Larry McCaffery

Raymond Federman has already produced a major body of mind-and-genre expanding books. His latest work, LOOSE SHOES--his first story collection--is a poignant, fun-filled collection of unclassifiable "micro-fictions" that pack a macro-wallop of readerly enjoyment. Here Federman continues his obsessive exploration of life, death, sex, and memory from the perspective of someone reflecting back in the twilight of his existence fully aware that he's already been there, done that but who insists that it's the recounting of life's adventures and misadventures that matters.
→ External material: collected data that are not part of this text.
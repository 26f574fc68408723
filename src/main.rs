//! DNS-over-HTTPS forwarding proxy.
//!
//! # Architecture Overview
//!
//! ```text
//!                    ┌────────────────────────────────────────────────────────┐
//!                    │                      DOH PROXY                          │
//!   Client Request   │  ┌───────────┐   ┌────────────┐   ┌─────────────────┐  │
//!   ─────────────────┼─▶│   http    │──▶│    doh     │──▶│     cache       │  │
//!                    │  │  server   │   │ normalize  │   │ (FIFO, fixed TTL)│  │
//!                    │  └───────────┘   └────────────┘   └───────┬─────────┘  │
//!                    │                                     miss  │            │
//!                    │                                           ▼            │
//!   Client Response  │  ┌───────────┐                    ┌─────────────────┐  │
//!   ◀────────────────┼──│ response  │◀───────────────────│    upstream     │◀─┼── Upstream
//!                    │  │ + CORS    │                    │   forwarder     │  │   resolver
//!                    │  └───────────┘                    └─────────────────┘  │
//!                    └────────────────────────────────────────────────────────┘
//! ```

use std::net::SocketAddr;
use std::path::PathBuf;

use clap::Parser;
use tokio::net::TcpListener;

use doh_proxy::config::{load_config, ProxyConfig};
use doh_proxy::observability::{logging, metrics};
use doh_proxy::{HttpServer, Shutdown};

#[derive(Parser)]
#[command(name = "doh-proxy")]
#[command(about = "DNS-over-HTTPS forwarding proxy with response caching", long_about = None)]
struct Args {
    /// Path to a TOML configuration file. Defaults are used when omitted.
    #[arg(short, long, env = "DOH_PROXY_CONFIG")]
    config: Option<PathBuf>,

    /// Override `listener.bind_address`.
    #[arg(short, long)]
    bind: Option<String>,

    /// Override `upstream.url`.
    #[arg(short, long)]
    upstream: Option<String>,
}

#[tokio::main]
async fn main() -> Result<(), Box<dyn std::error::Error>> {
    let args = Args::parse();

    let mut config = match &args.config {
        Some(path) => load_config(path)?,
        None => ProxyConfig::default(),
    };
    if let Some(bind) = args.bind {
        config.listener.bind_address = bind;
    }
    if let Some(upstream) = args.upstream {
        config.upstream.url = upstream;
    }
    if let Err(errors) = doh_proxy::config::validation::validate_config(&config) {
        return Err(doh_proxy::config::ConfigError::Validation(errors).into());
    }

    logging::init_logging(&config.observability)?;

    tracing::info!("doh-proxy v{} starting", env!("CARGO_PKG_VERSION"));
    tracing::info!(
        bind_address = %config.listener.bind_address,
        upstream = %config.upstream.url,
        cache_max_entries = config.cache.max_entries,
        cache_ttl_secs = config.cache.ttl_secs,
        request_timeout_secs = config.timeouts.request_secs,
        "Configuration loaded"
    );

    if config.observability.metrics_enabled {
        let addr: SocketAddr = config.observability.metrics_address.parse()?;
        metrics::init_metrics(addr)?;
    }

    let shutdown = Shutdown::new();
    let server = HttpServer::new(config.clone())?;

    if config.listener.tls.is_some() {
        let addr: SocketAddr = config.listener.bind_address.parse()?;
        server.run_tls(addr, shutdown.subscribe()).await?;
    } else {
        let listener = TcpListener::bind(&config.listener.bind_address).await?;
        tracing::info!(address = %listener.local_addr()?, "Listening for connections");
        server.run(listener, shutdown.subscribe()).await?;
    }

    tracing::info!("Shutdown complete");
    Ok(())
}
Certainly as far as THIS recounting is concerned, he's right.

Doug Rice

Ray Federman's loose shoes are uncomfortable. They irritate the skins of genre and discourse. Federman's shoes create blisters on the souls (sic) of readers who want to remain comfortably numb and read in the same as it ever was patterns. These texts are short, confusing, bastards. Where they came from, I'll never know. (Although it has been suggested in police briefs that Federman photocopies the tongues of others while claiming [through indeterminate speech] to be an author.) All of Federman's writing stares down into the abyss and mutters: are you my daddy? Curses. Dictations. Oh, and Federman, does so with exuberance. The kind of exuberance (dare I say, jouissance? Yes, I dare. Actually I am not saying, I am echoing, but I digress) ... Let me begin again, The kind of exuberance that only a Frenchman wandering the streets of Detroit experiences.